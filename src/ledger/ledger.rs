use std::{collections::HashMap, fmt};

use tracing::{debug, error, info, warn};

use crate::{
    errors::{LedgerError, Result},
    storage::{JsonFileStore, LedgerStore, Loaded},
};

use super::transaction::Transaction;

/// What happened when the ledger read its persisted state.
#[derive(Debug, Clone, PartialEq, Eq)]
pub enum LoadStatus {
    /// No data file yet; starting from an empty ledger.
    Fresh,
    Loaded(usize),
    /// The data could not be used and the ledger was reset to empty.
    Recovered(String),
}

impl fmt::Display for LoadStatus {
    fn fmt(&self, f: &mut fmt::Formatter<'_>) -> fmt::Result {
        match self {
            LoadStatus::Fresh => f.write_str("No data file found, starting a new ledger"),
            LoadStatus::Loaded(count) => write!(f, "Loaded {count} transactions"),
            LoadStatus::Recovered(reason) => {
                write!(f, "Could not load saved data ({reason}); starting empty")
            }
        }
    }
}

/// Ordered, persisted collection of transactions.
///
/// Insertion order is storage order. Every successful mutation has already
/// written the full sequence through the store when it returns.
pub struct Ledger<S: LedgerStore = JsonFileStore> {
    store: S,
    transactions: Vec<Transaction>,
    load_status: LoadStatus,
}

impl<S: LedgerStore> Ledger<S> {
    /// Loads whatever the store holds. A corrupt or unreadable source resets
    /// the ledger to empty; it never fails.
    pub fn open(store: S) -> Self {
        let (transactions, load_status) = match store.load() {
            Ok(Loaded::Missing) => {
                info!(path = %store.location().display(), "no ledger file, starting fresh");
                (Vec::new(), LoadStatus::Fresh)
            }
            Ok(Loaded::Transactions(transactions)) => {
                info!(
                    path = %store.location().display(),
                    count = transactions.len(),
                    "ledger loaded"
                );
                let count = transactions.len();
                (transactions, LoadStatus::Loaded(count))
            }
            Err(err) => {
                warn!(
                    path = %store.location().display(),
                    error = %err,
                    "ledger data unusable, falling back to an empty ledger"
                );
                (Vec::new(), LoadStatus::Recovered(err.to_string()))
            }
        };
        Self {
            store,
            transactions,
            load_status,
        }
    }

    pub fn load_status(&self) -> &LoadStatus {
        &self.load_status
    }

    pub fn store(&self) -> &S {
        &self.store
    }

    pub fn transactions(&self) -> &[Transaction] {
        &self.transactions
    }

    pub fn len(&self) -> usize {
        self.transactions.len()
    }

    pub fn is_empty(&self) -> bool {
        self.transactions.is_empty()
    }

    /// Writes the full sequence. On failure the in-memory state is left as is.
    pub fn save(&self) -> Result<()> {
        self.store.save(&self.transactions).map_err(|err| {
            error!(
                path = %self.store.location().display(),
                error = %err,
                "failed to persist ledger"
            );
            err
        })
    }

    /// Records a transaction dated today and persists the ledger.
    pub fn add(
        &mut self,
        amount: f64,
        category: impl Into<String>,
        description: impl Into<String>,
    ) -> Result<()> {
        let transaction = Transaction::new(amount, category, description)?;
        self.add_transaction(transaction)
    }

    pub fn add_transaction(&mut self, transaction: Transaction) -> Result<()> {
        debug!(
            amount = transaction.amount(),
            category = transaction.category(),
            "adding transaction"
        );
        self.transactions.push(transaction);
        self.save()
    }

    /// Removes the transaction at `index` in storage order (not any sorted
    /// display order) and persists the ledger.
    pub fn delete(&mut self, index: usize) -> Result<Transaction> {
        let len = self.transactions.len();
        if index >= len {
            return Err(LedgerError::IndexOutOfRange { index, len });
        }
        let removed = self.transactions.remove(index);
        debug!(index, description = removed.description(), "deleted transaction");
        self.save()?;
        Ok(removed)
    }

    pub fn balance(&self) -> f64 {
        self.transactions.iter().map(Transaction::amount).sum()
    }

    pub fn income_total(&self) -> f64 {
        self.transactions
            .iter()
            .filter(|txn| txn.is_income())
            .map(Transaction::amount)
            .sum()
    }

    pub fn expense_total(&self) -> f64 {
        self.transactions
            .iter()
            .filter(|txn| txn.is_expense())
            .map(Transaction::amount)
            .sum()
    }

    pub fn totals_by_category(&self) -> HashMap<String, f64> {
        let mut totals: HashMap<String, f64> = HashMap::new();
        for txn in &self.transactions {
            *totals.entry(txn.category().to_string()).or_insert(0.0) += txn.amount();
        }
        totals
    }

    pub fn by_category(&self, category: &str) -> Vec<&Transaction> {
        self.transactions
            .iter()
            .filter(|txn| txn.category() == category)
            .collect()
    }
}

- - - -

» What you are asked to do: Check each line above for the string "persisted", then copy the ones that have it.

» Output for this exercise:
/// What happened when the ledger read its persisted state.
/// Ordered, persisted collection of transactions.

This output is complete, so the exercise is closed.